#### Source material ####

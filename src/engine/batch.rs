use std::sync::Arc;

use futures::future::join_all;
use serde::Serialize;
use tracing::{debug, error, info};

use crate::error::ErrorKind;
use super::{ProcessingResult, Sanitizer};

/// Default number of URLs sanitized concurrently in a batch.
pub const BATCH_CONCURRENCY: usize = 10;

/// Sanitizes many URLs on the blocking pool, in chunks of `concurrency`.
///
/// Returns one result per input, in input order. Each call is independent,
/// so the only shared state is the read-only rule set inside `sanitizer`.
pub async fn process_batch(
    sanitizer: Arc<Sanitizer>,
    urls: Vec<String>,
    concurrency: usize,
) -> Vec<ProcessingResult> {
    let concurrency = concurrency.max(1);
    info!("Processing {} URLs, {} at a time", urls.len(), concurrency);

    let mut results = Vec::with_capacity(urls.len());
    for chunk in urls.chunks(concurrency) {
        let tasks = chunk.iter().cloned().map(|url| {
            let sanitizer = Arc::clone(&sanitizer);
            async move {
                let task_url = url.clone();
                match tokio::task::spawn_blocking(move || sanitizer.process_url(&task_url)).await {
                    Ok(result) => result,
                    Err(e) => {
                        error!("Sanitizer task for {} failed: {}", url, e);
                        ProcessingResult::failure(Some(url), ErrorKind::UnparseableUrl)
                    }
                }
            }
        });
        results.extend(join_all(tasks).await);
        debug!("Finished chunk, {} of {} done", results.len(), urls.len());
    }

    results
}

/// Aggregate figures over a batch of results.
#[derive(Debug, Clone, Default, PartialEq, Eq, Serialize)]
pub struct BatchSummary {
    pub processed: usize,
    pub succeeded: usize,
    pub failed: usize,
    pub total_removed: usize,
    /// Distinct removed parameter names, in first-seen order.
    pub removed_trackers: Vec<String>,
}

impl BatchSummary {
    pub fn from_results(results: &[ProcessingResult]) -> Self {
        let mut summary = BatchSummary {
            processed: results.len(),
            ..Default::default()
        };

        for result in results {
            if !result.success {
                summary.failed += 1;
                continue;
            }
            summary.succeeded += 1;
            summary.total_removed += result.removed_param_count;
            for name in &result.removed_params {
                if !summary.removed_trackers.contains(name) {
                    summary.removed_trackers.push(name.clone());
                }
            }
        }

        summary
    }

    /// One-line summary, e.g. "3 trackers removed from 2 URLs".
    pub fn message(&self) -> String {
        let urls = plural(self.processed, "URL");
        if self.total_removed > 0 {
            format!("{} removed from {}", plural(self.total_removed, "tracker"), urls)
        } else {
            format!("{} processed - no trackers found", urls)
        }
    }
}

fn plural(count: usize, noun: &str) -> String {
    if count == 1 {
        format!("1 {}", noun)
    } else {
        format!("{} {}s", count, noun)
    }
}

####

The task:
Go through the records and print each one exactly.

Response below:
filename src/engine/batch.rs
use std::sync::Arc;

use futures::future::join_all;
use serde::Serialize;
use tracing::{debug, error, info};

use crate::error::ErrorKind;
use super::{ProcessingResult, Sanitizer};

/// Default number of URLs sanitized concurrently in a batch.
pub const BATCH_CONCURRENCY: usize = 10;

/// Sanitizes many URLs on the blocking pool, in chunks of `concurrency`.
///
/// Returns one result per input, in input order. Each call is independent,
/// so the only shared state is the read-only rule set inside `sanitizer`.
pub async fn process_batch(
    sanitizer: Arc<Sanitizer>,
    urls: Vec<String>,
    concurrency: usize,
) -> Vec<ProcessingResult> {
    let concurrency = concurrency.max(1);
    info!("Processing {} URLs, {} at a time", urls.len(), concurrency);

    let mut results = Vec::with_capacity(urls.len());
    for chunk in urls.chunks(concurrency) {
        let tasks = chunk.iter().cloned().map(|url| {
            let sanitizer = Arc::clone(&sanitizer);
            async move {
                let task_url = url.clone();
                match tokio::task::spawn_blocking(move || sanitizer.process_url(&task_url)).await {
                    Ok(result) => result,
                    Err(e) => {
                        error!("Sanitizer task for {} failed: {}", url, e);
                        ProcessingResult::failure(Some(url), ErrorKind::UnparseableUrl)
                    }
                }
            }
        });
        results.extend(join_all(tasks).await);
        debug!("Finished chunk, {} of {} done", results.len(), urls.len());
    }

    results
}

/// Aggregate figures over a batch of results.
#[derive(Debug, Clone, Default, PartialEq, Eq, Serialize)]
pub struct BatchSummary {
    pub processed: usize,
    pub succeeded: usize,
    pub failed: usize,
    pub total_removed: usize,
    /// Distinct removed parameter names, in first-seen order.
    pub removed_trackers: Vec<String>,
}

impl BatchSummary {
    pub fn from_results(results: &[ProcessingResult]) -> Self {
        let mut summary = BatchSummary {
            processed: results.len(),
            ..Default::default()
        };

        for result in results {
            if !result.success {
                summary.failed += 1;
                continue;
            }
            summary.succeeded += 1;
            summary.total_removed += result.removed_param_count;
            for name in &result.removed_params {
                if !summary.removed_trackers.contains(name) {
                    summary.removed_trackers.push(name.clone());
                }
            }
        }

        summary
    }

    /// One-line summary, e.g. "3 trackers removed from 2 URLs".
    pub fn message(&self) -> String {
        let urls = plural(self.processed, "URL");
        if self.total_removed > 0 {
            format!("{} removed from {}", plural(self.total_removed, "tracker"), urls)
        } else {
            format!("{} processed - no trackers found", urls)
        }
    }
}

fn plural(count: usize, noun: &str) -> String {
    if count == 1 {
        format!("1 {}", noun)
    } else {
        format!("{} {}s", count, noun)
    }
}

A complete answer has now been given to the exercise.